== Task goal ==
Each line below that includes the word "PlanarMotor" is to be reported.

(Records from a data source)
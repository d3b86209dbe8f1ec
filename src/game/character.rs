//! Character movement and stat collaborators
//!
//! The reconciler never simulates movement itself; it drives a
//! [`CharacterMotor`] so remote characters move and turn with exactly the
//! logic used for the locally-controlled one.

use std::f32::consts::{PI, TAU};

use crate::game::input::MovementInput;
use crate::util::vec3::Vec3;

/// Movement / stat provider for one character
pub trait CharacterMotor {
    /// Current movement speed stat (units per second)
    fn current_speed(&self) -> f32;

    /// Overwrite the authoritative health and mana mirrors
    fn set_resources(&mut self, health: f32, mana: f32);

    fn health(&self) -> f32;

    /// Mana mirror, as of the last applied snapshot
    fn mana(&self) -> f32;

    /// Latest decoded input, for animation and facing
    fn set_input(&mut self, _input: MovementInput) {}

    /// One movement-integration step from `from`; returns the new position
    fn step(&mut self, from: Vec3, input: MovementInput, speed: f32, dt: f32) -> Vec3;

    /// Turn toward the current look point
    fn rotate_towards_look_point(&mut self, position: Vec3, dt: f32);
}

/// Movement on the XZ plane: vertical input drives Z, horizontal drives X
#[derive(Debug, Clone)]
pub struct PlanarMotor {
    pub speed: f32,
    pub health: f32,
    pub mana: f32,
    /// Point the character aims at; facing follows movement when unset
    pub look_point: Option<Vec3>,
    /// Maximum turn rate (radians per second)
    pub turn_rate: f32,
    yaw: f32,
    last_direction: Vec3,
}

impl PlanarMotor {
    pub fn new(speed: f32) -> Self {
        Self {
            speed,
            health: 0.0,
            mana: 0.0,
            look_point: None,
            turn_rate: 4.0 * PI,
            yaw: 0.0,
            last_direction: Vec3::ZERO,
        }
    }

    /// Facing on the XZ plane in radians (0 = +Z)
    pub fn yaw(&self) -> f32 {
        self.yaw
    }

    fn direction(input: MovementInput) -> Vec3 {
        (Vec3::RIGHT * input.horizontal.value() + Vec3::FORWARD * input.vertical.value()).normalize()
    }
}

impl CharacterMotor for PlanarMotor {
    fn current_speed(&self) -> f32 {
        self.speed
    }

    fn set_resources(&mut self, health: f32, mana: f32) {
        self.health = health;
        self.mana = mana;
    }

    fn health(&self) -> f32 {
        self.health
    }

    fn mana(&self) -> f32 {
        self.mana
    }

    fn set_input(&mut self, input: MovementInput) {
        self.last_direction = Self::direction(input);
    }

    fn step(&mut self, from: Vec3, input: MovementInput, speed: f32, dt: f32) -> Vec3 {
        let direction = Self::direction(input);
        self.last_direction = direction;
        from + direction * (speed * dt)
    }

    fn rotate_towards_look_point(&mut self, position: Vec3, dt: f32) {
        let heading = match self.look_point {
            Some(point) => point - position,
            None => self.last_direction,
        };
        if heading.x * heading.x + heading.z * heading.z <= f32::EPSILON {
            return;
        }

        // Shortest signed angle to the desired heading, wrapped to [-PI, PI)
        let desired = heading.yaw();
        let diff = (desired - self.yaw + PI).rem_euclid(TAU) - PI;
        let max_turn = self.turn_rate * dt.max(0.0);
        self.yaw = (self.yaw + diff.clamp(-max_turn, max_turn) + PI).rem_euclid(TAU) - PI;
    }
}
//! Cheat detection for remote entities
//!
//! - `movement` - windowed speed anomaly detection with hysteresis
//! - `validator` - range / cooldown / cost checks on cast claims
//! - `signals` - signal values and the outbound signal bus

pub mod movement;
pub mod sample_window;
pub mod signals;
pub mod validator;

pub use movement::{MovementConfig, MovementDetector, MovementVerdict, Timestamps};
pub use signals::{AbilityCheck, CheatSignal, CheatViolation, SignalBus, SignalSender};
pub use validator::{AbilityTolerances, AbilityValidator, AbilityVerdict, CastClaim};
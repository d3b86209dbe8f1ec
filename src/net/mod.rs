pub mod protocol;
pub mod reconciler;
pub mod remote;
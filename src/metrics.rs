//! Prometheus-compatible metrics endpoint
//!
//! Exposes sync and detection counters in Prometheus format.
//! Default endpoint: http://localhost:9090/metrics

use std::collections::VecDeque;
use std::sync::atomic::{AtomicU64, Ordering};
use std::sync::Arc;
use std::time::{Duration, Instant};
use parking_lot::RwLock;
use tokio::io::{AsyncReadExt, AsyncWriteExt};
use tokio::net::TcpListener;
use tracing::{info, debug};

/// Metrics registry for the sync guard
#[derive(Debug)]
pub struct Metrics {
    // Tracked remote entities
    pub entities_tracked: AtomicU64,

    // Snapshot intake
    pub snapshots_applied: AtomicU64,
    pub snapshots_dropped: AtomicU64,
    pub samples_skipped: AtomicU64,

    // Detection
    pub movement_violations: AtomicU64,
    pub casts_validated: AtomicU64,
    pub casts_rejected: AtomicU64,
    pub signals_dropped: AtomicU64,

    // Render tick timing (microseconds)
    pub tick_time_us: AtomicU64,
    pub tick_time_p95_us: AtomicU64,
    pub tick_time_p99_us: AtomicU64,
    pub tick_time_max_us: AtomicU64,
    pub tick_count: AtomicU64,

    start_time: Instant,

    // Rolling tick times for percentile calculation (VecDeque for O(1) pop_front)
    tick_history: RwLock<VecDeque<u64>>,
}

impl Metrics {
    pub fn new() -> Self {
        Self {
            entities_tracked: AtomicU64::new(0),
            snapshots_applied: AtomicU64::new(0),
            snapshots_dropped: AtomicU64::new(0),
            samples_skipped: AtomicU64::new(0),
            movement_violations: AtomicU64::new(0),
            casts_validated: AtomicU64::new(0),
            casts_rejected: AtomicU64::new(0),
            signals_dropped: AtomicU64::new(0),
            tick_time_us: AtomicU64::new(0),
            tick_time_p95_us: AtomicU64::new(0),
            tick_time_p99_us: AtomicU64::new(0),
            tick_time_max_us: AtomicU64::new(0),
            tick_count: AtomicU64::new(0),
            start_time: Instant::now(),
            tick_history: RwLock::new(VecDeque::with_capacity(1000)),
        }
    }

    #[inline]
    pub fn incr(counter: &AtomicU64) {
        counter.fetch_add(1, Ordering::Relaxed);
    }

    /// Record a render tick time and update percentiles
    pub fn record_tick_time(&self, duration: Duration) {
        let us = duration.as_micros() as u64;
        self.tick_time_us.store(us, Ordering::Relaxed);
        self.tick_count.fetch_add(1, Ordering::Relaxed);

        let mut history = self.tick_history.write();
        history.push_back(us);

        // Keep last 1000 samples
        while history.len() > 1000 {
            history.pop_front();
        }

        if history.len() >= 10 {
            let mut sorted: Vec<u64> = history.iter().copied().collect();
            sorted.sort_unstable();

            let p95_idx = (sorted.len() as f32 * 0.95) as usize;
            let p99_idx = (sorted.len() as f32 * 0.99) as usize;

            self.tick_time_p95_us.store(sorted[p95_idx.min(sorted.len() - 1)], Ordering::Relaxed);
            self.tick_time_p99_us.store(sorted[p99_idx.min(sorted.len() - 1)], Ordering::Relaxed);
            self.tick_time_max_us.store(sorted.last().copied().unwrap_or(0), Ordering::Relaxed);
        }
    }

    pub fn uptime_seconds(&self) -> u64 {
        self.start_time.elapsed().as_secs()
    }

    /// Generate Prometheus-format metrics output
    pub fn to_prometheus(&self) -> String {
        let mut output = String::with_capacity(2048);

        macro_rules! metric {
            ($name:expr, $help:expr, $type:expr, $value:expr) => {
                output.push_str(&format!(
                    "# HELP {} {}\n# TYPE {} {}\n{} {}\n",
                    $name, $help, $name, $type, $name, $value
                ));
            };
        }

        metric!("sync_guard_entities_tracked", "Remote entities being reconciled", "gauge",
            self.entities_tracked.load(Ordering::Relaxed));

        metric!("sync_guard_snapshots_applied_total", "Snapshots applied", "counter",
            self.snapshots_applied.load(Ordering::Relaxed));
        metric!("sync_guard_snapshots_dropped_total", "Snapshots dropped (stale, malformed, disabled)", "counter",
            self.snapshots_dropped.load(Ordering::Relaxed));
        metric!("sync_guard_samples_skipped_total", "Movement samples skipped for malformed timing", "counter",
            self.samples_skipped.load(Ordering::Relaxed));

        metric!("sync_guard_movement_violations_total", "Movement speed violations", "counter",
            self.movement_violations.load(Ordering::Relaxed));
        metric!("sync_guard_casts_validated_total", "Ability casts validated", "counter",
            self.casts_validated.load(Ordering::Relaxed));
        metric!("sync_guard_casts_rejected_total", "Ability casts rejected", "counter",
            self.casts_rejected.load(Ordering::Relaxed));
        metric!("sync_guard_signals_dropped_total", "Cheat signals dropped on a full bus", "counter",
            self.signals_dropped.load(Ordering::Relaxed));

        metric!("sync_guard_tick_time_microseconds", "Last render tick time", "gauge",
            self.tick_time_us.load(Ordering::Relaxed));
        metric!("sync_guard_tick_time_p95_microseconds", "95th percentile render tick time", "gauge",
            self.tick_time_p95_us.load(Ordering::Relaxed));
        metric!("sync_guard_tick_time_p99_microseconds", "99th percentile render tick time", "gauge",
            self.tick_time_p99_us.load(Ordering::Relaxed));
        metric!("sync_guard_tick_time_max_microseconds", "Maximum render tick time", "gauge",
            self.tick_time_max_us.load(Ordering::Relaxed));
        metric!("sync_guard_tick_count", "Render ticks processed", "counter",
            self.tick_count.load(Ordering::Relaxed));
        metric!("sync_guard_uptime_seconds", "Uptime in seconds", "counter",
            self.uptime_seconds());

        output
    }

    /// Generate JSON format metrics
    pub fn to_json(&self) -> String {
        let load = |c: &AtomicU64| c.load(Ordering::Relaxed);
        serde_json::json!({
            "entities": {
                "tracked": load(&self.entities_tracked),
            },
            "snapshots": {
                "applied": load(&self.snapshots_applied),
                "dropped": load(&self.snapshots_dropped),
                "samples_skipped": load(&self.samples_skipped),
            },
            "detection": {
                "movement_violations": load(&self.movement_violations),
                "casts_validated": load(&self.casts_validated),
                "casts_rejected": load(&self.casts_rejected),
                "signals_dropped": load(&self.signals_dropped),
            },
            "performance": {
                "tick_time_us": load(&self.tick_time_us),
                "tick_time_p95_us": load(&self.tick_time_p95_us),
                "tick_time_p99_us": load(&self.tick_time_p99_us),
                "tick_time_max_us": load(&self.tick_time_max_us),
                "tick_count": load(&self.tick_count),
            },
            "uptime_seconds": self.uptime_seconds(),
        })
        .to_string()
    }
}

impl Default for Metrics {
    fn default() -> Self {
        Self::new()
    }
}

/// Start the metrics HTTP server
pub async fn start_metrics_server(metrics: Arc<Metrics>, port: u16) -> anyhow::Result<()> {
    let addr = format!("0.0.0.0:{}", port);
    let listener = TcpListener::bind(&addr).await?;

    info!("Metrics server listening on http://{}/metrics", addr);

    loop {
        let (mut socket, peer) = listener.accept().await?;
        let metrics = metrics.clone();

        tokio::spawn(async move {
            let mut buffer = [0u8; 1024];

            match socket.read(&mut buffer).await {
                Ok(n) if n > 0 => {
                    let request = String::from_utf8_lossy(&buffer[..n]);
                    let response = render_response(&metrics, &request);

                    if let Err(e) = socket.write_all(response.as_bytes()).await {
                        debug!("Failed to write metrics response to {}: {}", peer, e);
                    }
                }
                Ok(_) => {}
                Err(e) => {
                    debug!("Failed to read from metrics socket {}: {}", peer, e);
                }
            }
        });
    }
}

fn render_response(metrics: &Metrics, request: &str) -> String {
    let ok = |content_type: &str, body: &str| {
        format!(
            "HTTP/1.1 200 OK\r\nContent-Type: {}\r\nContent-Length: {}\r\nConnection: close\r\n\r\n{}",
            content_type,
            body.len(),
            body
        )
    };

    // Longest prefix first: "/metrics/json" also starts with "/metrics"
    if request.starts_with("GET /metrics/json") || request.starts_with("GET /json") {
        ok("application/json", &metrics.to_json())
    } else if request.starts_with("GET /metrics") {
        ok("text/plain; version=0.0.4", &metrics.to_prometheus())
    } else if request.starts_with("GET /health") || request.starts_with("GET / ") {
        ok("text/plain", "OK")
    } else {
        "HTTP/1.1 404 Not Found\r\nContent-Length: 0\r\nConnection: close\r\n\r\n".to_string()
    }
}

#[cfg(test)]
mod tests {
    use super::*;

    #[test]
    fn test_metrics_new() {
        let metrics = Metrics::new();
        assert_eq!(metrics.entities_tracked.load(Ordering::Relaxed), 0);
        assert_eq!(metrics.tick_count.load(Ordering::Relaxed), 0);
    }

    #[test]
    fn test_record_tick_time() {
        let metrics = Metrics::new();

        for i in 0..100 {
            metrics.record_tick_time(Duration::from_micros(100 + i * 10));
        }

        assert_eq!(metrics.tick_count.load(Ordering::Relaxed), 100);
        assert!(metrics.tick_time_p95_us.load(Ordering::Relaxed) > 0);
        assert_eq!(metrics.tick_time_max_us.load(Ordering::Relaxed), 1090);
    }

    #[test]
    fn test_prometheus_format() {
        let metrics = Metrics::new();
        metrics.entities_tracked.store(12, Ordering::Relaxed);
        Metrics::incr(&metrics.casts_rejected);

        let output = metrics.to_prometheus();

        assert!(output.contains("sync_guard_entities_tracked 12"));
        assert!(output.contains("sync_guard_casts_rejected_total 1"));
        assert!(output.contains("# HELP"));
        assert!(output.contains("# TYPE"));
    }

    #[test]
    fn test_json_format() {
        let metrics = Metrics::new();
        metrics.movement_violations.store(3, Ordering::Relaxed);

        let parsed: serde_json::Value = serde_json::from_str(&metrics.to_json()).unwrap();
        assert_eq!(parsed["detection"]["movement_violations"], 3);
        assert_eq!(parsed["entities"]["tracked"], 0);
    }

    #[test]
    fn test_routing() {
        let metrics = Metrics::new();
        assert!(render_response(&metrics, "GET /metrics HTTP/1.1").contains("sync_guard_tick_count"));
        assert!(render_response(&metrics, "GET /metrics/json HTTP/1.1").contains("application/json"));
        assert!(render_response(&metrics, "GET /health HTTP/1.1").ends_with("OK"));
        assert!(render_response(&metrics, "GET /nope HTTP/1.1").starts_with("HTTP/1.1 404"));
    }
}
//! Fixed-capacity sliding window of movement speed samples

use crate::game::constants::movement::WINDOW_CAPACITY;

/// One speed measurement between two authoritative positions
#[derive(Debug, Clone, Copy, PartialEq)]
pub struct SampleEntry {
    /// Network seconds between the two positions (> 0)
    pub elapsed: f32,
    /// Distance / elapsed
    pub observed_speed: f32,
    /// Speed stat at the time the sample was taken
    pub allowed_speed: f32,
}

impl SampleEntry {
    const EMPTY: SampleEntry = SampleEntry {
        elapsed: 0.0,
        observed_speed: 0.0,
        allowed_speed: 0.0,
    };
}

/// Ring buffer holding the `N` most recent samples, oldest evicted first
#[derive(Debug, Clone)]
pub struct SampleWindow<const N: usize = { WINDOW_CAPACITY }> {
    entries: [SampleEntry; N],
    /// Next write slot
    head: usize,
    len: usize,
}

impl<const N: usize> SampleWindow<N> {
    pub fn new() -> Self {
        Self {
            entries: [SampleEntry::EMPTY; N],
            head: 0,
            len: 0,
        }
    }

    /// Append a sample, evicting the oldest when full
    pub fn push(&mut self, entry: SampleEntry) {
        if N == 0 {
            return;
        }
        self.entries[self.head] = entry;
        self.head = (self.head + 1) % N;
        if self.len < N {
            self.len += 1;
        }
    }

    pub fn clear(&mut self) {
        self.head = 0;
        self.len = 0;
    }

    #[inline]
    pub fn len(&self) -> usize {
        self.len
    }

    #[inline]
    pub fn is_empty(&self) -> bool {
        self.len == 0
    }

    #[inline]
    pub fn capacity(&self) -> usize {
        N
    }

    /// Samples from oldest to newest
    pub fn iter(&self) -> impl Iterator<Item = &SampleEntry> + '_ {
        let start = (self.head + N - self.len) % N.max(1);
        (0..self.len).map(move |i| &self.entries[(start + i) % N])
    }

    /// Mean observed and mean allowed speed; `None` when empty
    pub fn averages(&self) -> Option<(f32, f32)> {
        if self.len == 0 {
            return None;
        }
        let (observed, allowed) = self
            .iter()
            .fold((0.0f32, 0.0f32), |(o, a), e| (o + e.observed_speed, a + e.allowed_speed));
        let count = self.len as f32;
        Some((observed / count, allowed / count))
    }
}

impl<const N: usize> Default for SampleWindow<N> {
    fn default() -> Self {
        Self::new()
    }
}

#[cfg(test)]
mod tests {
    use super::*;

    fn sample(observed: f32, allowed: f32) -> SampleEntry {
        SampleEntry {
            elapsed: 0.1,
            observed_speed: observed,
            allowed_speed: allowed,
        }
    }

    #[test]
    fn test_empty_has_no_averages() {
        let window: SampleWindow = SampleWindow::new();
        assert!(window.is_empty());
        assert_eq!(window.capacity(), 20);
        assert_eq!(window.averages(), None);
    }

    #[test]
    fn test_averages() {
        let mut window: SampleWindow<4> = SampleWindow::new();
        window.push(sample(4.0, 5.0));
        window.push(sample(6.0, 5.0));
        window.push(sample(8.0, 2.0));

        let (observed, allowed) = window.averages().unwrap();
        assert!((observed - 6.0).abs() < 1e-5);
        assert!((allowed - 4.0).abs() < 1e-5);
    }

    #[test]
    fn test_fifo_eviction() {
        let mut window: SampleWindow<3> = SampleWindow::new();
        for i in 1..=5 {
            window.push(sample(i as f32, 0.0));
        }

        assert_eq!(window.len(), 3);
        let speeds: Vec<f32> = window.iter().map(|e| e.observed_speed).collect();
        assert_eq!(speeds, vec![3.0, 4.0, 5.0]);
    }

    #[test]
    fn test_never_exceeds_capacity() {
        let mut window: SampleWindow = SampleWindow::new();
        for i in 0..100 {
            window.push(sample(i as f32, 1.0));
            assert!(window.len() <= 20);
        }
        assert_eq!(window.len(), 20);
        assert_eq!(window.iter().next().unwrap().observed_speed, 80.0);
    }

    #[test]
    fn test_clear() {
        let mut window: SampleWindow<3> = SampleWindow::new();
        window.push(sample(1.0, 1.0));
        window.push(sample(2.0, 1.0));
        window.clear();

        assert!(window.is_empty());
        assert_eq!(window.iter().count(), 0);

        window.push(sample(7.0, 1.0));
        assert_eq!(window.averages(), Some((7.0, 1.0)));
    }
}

== Result of this task ==
pub struct PlanarMotor {
impl PlanarMotor {
impl CharacterMotor for PlanarMotor {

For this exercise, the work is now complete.